Parker told me that Dr. Clark would be the type of guy that I would want to give a hug to.  I agreed with that statement when I met him.  Parker had told Dr. Clark about me and Dr. Clark was expecting me.  I liked Dr. Clark right off.  I was there to do NRT.  I had never done NRT explicitly before.  Parts of it seemed kind of familiar and others were foreign to me.  I was completely comfortable with Dr. Clark and confident with his findings and suggestions.  I was given a supplement sheet and a few Standard Process supplements to help with what was going on with my body.  The tab on the Porter and Clark website explains EVERYTHING under the services tab.

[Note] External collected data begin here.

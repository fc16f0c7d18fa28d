//! Ticket Pool Client - live views of the ticket pool
//!
//! This crate keeps local views of a ticket pool in sync with the backend:
//! an initial REST fetch, then ticket snapshots and activity logs pushed over
//! SockJS/STOMP.

pub mod api_client;
pub mod config;
pub mod error;
pub mod logging;
pub mod stores;
pub mod surfaces;
pub mod ws;

pub use api_client::{ApiClient, SnapshotSource};
pub use config::ClientConfig;
pub use error::TransportError;
pub use stores::{LogHistory, TicketBoard};
pub use surfaces::{LiveSurface, Notice, NoticeLevel, SurfaceKind, SurfaceStatus, SurfaceView};
pub use ws::{SessionFactory, SessionHandle};
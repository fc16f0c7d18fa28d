//! Shared types for the ticket pool client: ticket models, the STOMP and
//! SockJS wire codecs, and error types.

pub mod error;
pub mod models;
pub mod protocol;
pub mod sockjs;
pub mod stomp;

pub use error::*;
pub use models::*;
pub use protocol::*;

By now, EVERYONE in the office feels like family to me!  I go to that office once, sometimes twice a week. for NRT and Chiropractic Care.

“Phil”

A number of guys work with me.  Jesse is my “main man” but a bunch of different guys work with us.  One of the guys who has been working with me for a while is named Adam.  I call him Phil.  I am not really sure why I call him that, but I do.  He doesn’t seem to mind.  He laughs that I call him this without a problem.  Phil and Chris (an intern who no longer works there) were working out my legs and stretching me on a table.  They take turns with either one of my legs.  When they are not working with me; they sit in my wheelchair because I am on the table.  It was September 30, 2013 when Phil asked if we (Chris and me) saw that Guinness commercial with the wheelchairs.  I hadn’t so Phil pulls it up on his phone.  I am laying on the table as Chris is stretching me out and I watch the commercial.  Being in a wheelchair and having been for a while, I feel my eyes well up with tears because I am effected by the commercial.  It is a GREAT commercial!  Almost makes me want to drink Guinness.  I was wearing mascara that day so I had to carefully wipe away the tears that were threatening to fall out of my eyes.  I may not have been fast enough in wiping my right eye.  Phil says, “Aww!  You’re crying!  Aww!”  I tell him emphatically that I am not and I am a little bit embarrassed because I really was crying – almost.

My favorite story regarding Phil is one where it was a Wednesday.  Jesse had already deemed it “Walking Wednesday” and I am not sure what the weather was like (it affects me).  For example, my legs hurt more and are more stiff in the rain.  I was a little bit stiff and since it was Wednesday, I would be walking so I looked at Phil and said “warm it up Kris.”  He looked at me questioningly and said, “I’m not Chris.”  I laughed!  Now, Phil is only 23 years old.  I am 31 like Jesse (but I AM older than him by a month and a half).  I explained to Phil that in the early ’90s there was a rap duo named Kris Kross.  I was explaining what they sang and I told Jesse, “warm it up, Kris” as he is walked by and he says “I’m about to” and I come back with, “warm it up, Kris” and he says, “that’s what I was born to do.”  I looked at Phil as if to say, “see?!”  He shakes his head and jokingly says that he is not old like me and Jesse.

On October 7, 2013 I had training.  I do not keep my phone on me so when I was done (and SO tired) I checked my phone for messages.  I get a text that my son was transported to the ER from football practice.  I look at Phil and ask if he can get me to the car.  FAST!  He pushes my chair out to my car and I stand up and scramble into my car.  He gets my chair into my car topper so I can leave quickly.  I race to the ER where I think he is.  I’m almost there when my Mom calls to tell me he is at a different ER.  I have to back track but I get there.  He got a concussion at practice and was not immediately coherent.  Once everything is finally taken care of, my son is okay, and I have a second to breathe.  I realize how tired my legs are.  I had to explain to Phil that I was powered by pure maternal adrenaline.  That was why I got into my car so quickly.  It wasn’t because I wasn’t giving my ALL at training.  He refers to that day as “the day I got up and walked to my car.”  I’ll do ANYTHING for my son!

Barwis 16

Here is a picture of Phil.  He didn’t want me to take it.  On this day, it was a Monday and I wore these socks because I didn’t match the socks I just washed the night before.  It was obvious these socks matched so I grabbed them.  Larry told me that it looks like I have “Lollipop Kid” socks on.